Yeah. I was not deliberately being passive aggressive -- I was hoping that by talking with her in advance and explaining how much I didn't want people there that she would see that it was not about her and not be personally hurt. But I did leave the door open to her being there, then decide to just go do it the way I wanted. I definitely could have handled that better. One issue is that my mom is almost always hurt and disappointed -- and my reaction to that is to try to make her feel better while simultaneously minimizing my exposure to her. I'm sure that's a mixed message to her.


----------



## FarmTownGirl (Feb 18, 2021)

lifeistooshort said:


> Fair enough, but then why ask your mother if it's super important and then when she indicates it's at least kind of important you ignore that, do what you want, then play dumb?
> 
> Eloping without any discussion would've at least been honest.


I'm not saying it was the right way to handle it, but the *reason *I asked her was that I was hoping she would say no but also I wanted to explain to her, again, how much I did not want to do a ceremony, hoping she would realize it's nothing personal. That didn't work out so well...


----------



## Affaircare (Jan 11, 2010)

@FarmTownGirl ,

First, one thing your mom said kind of stood out to me:

_"Suppose I should stick my chin out and go on. This time I am deeply hurt you could have at least told me in advance. I never thought you would do it again. First time hurt so bad. *I planned my first wedding around my mom so that she could get off work*. *Second wedding made certain whole family there*."_

It sounds like your mom set aside what she wanted "for her mom" on her first wedding, and her expectation was that you would do essentially what she did...at least once! It sounds like for her second wedding, not only did she consider her mom, but she also made sure that people who were important to her were there. Soooo...her expectation was that you would do like she did and that the people who were important to you would be invited--you didn't invite her and thus, she equates that to not being important to you. 

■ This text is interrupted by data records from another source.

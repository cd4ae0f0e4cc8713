//! DNS transport protocols.

use core::fmt;
use core::str::FromStr;

use serde::Deserialize;

//------------ Protocol ------------------------------------------------------

/// The transport protocol a query was received over.
#[derive(Clone, Copy, Debug, Deserialize, Eq, Hash, PartialEq)]
#[serde(rename_all = "lowercase")]
pub enum Protocol {
    /// Plain DNS over UDP or TCP.
    Dns,

    /// DNSCrypt.
    DnsCrypt,

    /// DNS-over-HTTPS.
    DoH,

    /// DNS-over-QUIC.
    DoQ,

    /// DNS-over-TLS.
    DoT,
}

impl Protocol {
    /// Returns true if the protocol encrypts the traffic.
    pub fn is_encrypted(self) -> bool {
        !matches!(self, Protocol::Dns)
    }

    /// Returns true if the protocol negotiates a TLS server name.
    pub fn has_server_name(self) -> bool {
        matches!(self, Protocol::DoH | Protocol::DoQ | Protocol::DoT)
    }

    /// Returns true if an authentication-enabled device must present its
    /// credentials over this protocol.
    ///
    /// Only DNS-over-HTTPS can carry credentials, in the userinfo of the
    /// HTTP basic authentication header.
    pub fn mandates_auth(self) -> bool {
        matches!(self, Protocol::DoH)
    }

    /// Returns the short lower-case name of the protocol.
    pub fn as_str(self) -> &'static str {
        match self {
            Protocol::Dns => "dns",
            Protocol::DnsCrypt => "dnscrypt",
            Protocol::DoH => "doh",
            Protocol::DoQ => "doq",
            Protocol::DoT => "dot",
        }
    }
}

impl fmt::Display for Protocol {
    fn fmt(&self, f: &mut fmt::Formatter<'_>) -> fmt::Result {
        f.write_str(self.as_str())
    }
}

impl FromStr for Protocol {
    type Err = UnknownProtocol;

    fn from_str(s: &str) -> Result<Self, Self::Err> {
        match s.to_ascii_lowercase().as_str() {
            "dns" => Ok(Protocol::Dns),
            "dnscrypt" => Ok(Protocol::DnsCrypt),
            "doh" => Ok(Protocol::DoH),
            "doq" => Ok(Protocol::DoQ),
            "dot" => Ok(Protocol::DoT),
            _ => Err(UnknownProtocol),
        }
    }
}

//------------ UnknownProtocol -----------------------------------------------

/// A protocol name was not recognized.
#[derive(Clone, Copy, Debug, Eq, PartialEq)]
pub struct UnknownProtocol;

impl fmt::Display for UnknownProtocol {
    fn fmt(&self, f: &mut fmt::Formatter<'_>) -> fmt::Result {
        f.write_str("unknown protocol")
    }
}

impl std::error::Error for UnknownProtocol {}

//============ Testing =======================================================

#[cfg(test)]
mod tests {
    use super::*;

    #[test]
    fn encryption_and_auth() {
        assert!(!Protocol::Dns.is_encrypted());
        assert!(Protocol::DnsCrypt.is_encrypted());
        assert!(Protocol::DoT.is_encrypted());
        assert!(Protocol::DoH.mandates_auth());
        assert!(!Protocol::DoT.mandates_auth());
        assert!(!Protocol::DnsCrypt.has_server_name());
    }

    #[test]
    fn parse_and_display() {
        assert_eq!("DoQ".parse::<Protocol>(), Ok(Protocol::DoQ));
        assert_eq!("tcp".parse::<Protocol>(), Err(UnknownProtocol));
        assert_eq!(Protocol::DnsCrypt.to_string(), "dnscrypt");
    }

    #[test]
    fn deserialize() {
        let p: Protocol = serde_json::from_str("\"doh\"").unwrap();
        assert_eq!(p, Protocol::DoH);
        let p: Protocol = serde_json::from_str("\"dnscrypt\"").unwrap();
        assert_eq!(p, Protocol::DnsCrypt);
    }
}
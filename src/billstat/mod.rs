//! Billing statistics.
//!
//! For every device that sent queries, the service keeps a
//! [`BillingRecord`] counting the queries and remembering where and how the
//! last one arrived. The records are periodically handed to an
//! [`Uploader`] and start over afterwards.
//!
//! The [`RuntimeRecorder`] makes sure that no counts are lost. If an upload
//! fails, or is cancelled, the records are merged back into the ones
//! collected in the meantime.

use core::fmt;

use std::collections::HashMap;
use std::time::Duration;

use async_trait::async_trait;
use time::OffsetDateTime;

use crate::base::{Asn, Country, DeviceId, Protocol};

pub use self::runtime::RuntimeRecorder;

pub mod runtime;

//------------ BillingRecord -------------------------------------------------

/// The statistics of a single device since the last upload.
#[derive(Clone, Debug, Eq, PartialEq)]
pub struct BillingRecord {
    /// The time of the most recent query.
    pub time: OffsetDateTime,

    /// The country the most recent query came from.
    pub country: Country,

    /// The autonomous system the most recent query came from.
    pub asn: Asn,

    /// The number of queries.
    pub queries: u64,

    /// The protocol of the most recent query.
    pub proto: Protocol,
}

/// The billing records of all devices by device ID.
pub type Records = HashMap<DeviceId, BillingRecord>;

//------------ Recorder ------------------------------------------------------

/// Records queries for billing.
pub trait Recorder: Send + Sync {
    /// Records a single query of a device.
    fn record(
        &self,
        id: DeviceId,
        country: Country,
        asn: Asn,
        time: OffsetDateTime,
        proto: Protocol,
    );
}

/// A recorder that drops everything.
#[derive(Clone, Copy, Debug, Default)]
pub struct EmptyRecorder;

impl Recorder for EmptyRecorder {
    fn record(
        &self,
        _id: DeviceId,
        _country: Country,
        _asn: Asn,
        _time: OffsetDateTime,
        _proto: Protocol,
    ) {
    }
}

//------------ Uploader ------------------------------------------------------

/// Sends billing records to the backend.
#[async_trait]
pub trait Uploader: Send + Sync {
    /// Uploads a set of records.
    ///
    /// The records stay with the caller so they can be kept if the upload
    /// fails.
    async fn upload(&self, records: &Records) -> Result<(), UploadError>;
}

//------------ UploadError ---------------------------------------------------

/// An upload of billing records failed.
#[derive(Debug)]
pub struct UploadError(Box<dyn std::error::Error + Send + Sync>);

impl UploadError {
    /// Creates an upload error from any error or message.
    pub fn new(
        err: impl Into<Box<dyn std::error::Error + Send + Sync>>,
    ) -> Self {
        UploadError(err.into())
    }
}

impl fmt::Display for UploadError {
    fn fmt(&self, f: &mut fmt::Formatter<'_>) -> fmt::Result {
        self.0.fmt(f)
    }
}

impl std::error::Error for UploadError {
    fn source(&self) -> Option<&(dyn std::error::Error + 'static)> {
        self.0.source()
    }
}

//------------ BillStatError -------------------------------------------------

/// Flushing billing records failed.
///
/// In both cases the records have been kept for the next attempt.
#[derive(Debug)]
pub enum BillStatError {
    /// The uploader returned an error.
    Upload(UploadError),

    /// The upload did not finish in time.
    Timeout(Duration),
}

impl From<UploadError> for BillStatError {
    fn from(err: UploadError) -> Self {
        BillStatError::Upload(err)
    }
}

impl fmt::Display for BillStatError {
    fn fmt(&self, f: &mut fmt::Formatter<'_>) -> fmt::Result {
        match self {
            BillStatError::Upload(err) => write!(f, "uploading records: {err}"),
            BillStatError::Timeout(duration) => {
                write!(f, "upload timed out after {duration:?}")
            }
        }
    }
}

impl std::error::Error for BillStatError {
    fn source(&self) -> Option<&(dyn std::error::Error + 'static)> {
        match self {
            BillStatError::Upload(err) => Some(err),
            BillStatError::Timeout(_) => None,
        }
    }
}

Second, all too often, when a young couple is getting married, the dysfunctional parts of the family come popping out. On one hand, a marriage is two people standing in front of their friends and family and saying "We choose to be together and form a new family". On the other hand, the marriage is a commitment between the two people (and their understanding of God) doing the legal requirements in order to form a new family. So yes, it is your marriage so it's what "you two" want. But also yes, it is you forming a new family in front of and with the support of your old families. It is a joyous moment! 

What struck me here is that over and over, as people here on TAM have said "Um...yeah you actually were kind of inconsiderate" you've come back with "But it's *MY *wedding! Doesn't what *I* want outweigh what other people want?" Well...being inconsiderate means "thoughtlessly causing hurt or inconvenience to others." That's pretty much what you did. Even if it is "your" wedding, you didn't think of others who would be happy for you and want to celebrate with you/for you. It wasn't like you wanted "red" bridesmaids and your mom was throwing a hissy fit because she thought you should have "blue" --or forced you to have a country wedding when you wanted something fancy in the city. Nope. You began your new marriage by focusing only on yourself...to the painful exclusion of others. 

Part of being a married person means that you volunteer to always consider another person--your spouse. And yet you started that relationship by acting in a way that was self-centered and did not consider others. I'm not saying you have to party like it's 1999, because that's not my style either. I'm an introvert and kind of private. But I knew that some of my family and some of my Beloved Buddhist's family ... and friends... would like to wish us well and witness our commitment. So we did a party that considered people but "was us". That's what would have been considerate for you to do. In my opinion, I think that's what would STILL be considerate for you to do. 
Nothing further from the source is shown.